Heinz Fischer GColIH OMRI RSerafO GCollSE (; born 9 October 1938) is a former Austrian politician. He took office as President of Austria on 8 July 2004 and was re-elected for a second and last term on 25 April 2010, leaving office on 8 July 2016.  Fischer previously served as minister of science from 1983 to 1987 and as president of the National Council of Austria from 1990 to 2002. A member of the Social Democratic Party of Austria (SPÖ), he suspended his party membership for the duration of his presidency.

Early life
Fischer was born in Graz, Styria, which had recently become part of Nazi Germany, following Germany’s annexation of Austria in March 1938. Fischer attended a grammar school which focused on humanities and graduated in 1956. He studied law at the University of Vienna, earning a doctorate in 1961. In 1963, at the age of 25, Fischer spent a year volunteering at Kibbutz Sarid, northern Israel. Apart from being a politician, Fischer also pursued an academic career, and became a professor of Political Science at the University of Innsbruck in 1994.

Political career

Fischer was a member of the Austrian parliament, the National Council, from 1971, and served as its president from 1990 to 2002. From 1983 to 1987 he was minister of science in a coalition government headed by Fred Sinowatz.

First term as president
In January 2004 Fischer announced that he would run for president to succeed Thomas Klestil.  He was elected on 25 April 2004 as the candidate of the opposition Social Democratic Party. He polled 52.4 per cent of the votes to defeat Benita Ferrero-Waldner, then foreign minister in the ruling conservative coalition led by the People's Party.

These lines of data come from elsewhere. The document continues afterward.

//! Login check against the fixed per-role secrets.

use serde::{Deserialize, Serialize};
use thiserror::Error;

use crate::model::{Role, Session, Username};

#[derive(Debug, Error, Clone, PartialEq, Eq)]
#[non_exhaustive]
pub enum AuthError {
    #[error("invalid credentials")]
    InvalidCredentials,
}

/// One shared secret per role.
#[derive(Debug, Clone, PartialEq, Eq, Serialize, Deserialize)]
#[serde(default)]
pub struct RoleSecrets {
    pub learner: String,
    pub editor: String,
    pub super_admin: String,
}

impl Default for RoleSecrets {
    fn default() -> Self {
        Self {
            learner: "user123".into(),
            editor: "admin123".into(),
            super_admin: "super123".into(),
        }
    }
}

impl RoleSecrets {
    #[must_use]
    pub fn secret_for(&self, role: Role) -> &str {
        match role {
            Role::Learner => &self.learner,
            Role::Editor => &self.editor,
            Role::SuperAdmin => &self.super_admin,
        }
    }
}

/// Validate a login attempt and open a session.
///
/// Any username may log in under any role as long as the password matches
/// that role's secret.
///
/// # Errors
///
/// Returns `AuthError::InvalidCredentials` if the username or password is
/// empty, or the password does not match the role's secret.
pub fn authenticate(
    username: &str,
    password: &str,
    role: Role,
    secrets: &RoleSecrets,
) -> Result<Session, AuthError> {
    let username = Username::parse(username).map_err(|_| AuthError::InvalidCredentials)?;
    if password.is_empty() || password != secrets.secret_for(role) {
        return Err(AuthError::InvalidCredentials);
    }
    Ok(Session::new(username, role))
}

#[cfg(test)]
mod tests {
    use super::*;

    #[test]
    fn accepts_matching_secret_for_each_role() {
        let secrets = RoleSecrets::default();
        for role in Role::ALL {
            let session = authenticate("  Alice ", secrets.secret_for(role), role, &secrets)
                .expect("login should succeed");
            assert_eq!(session.username().as_str(), "alice");
            assert_eq!(session.role(), role);
        }
    }

    #[test]
    fn rejects_secret_of_another_role() {
        let secrets = RoleSecrets::default();
        let err = authenticate("alice", "admin123", Role::Learner, &secrets).unwrap_err();
        assert_eq!(err, AuthError::InvalidCredentials);
        let err = authenticate("alice", "user123", Role::SuperAdmin, &secrets).unwrap_err();
        assert_eq!(err, AuthError::InvalidCredentials);
    }

    #[test]
    fn rejects_empty_fields() {
        let secrets = RoleSecrets::default();
        assert!(authenticate("   ", "user123", Role::Learner, &secrets).is_err());
        assert!(authenticate("alice", "", Role::Learner, &secrets).is_err());
    }

    #[test]
    fn empty_configured_secret_never_matches() {
        let secrets = RoleSecrets {
            learner: String::new(),
            ..RoleSecrets::default()
        };
        assert!(authenticate("alice", "", Role::Learner, &secrets).is_err());
    }

    #[test]
    fn password_is_case_sensitive() {
        let secrets = RoleSecrets::default();
        assert!(authenticate("alice", "USER123", Role::Learner, &secrets).is_err());
    }
}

Fischer was sworn in on 8 July 2004 and took over office from the college of presidents of the National Council, who had acted for the president following Klestil's death on 6 July.

Second term as president

In April 2010, Fischer was re-elected president of Austria, winning a second six-year term in office with almost 79% of the votes. The voter turnout of merely 53.6% was a record low. Around a third of those eligible to vote voted for Fischer, leading the conservative daily Die Presse to describe the election as an "absolute majority for non-voters". The reasons behind the low turnout may have been that pollsters had predicted a safe victory for Fischer (past Austrian presidents running for a second term had always won) and that the other large party, ÖVP, had not nominated a candidate of their own, and had not endorsed any of the three candidates. Prominent ÖVP members, unofficially but in public, even suggested to cast a blank vote, which 7% of the voters did.

Personal life
 
Fischer identifies himself as agnostic and as a social democrat. He and Margit Binder married in 1968. The couple have two grown children.

Despite being members of opposing parties, Fischer was close friends with former ÖVP politician Sixtus Lanner.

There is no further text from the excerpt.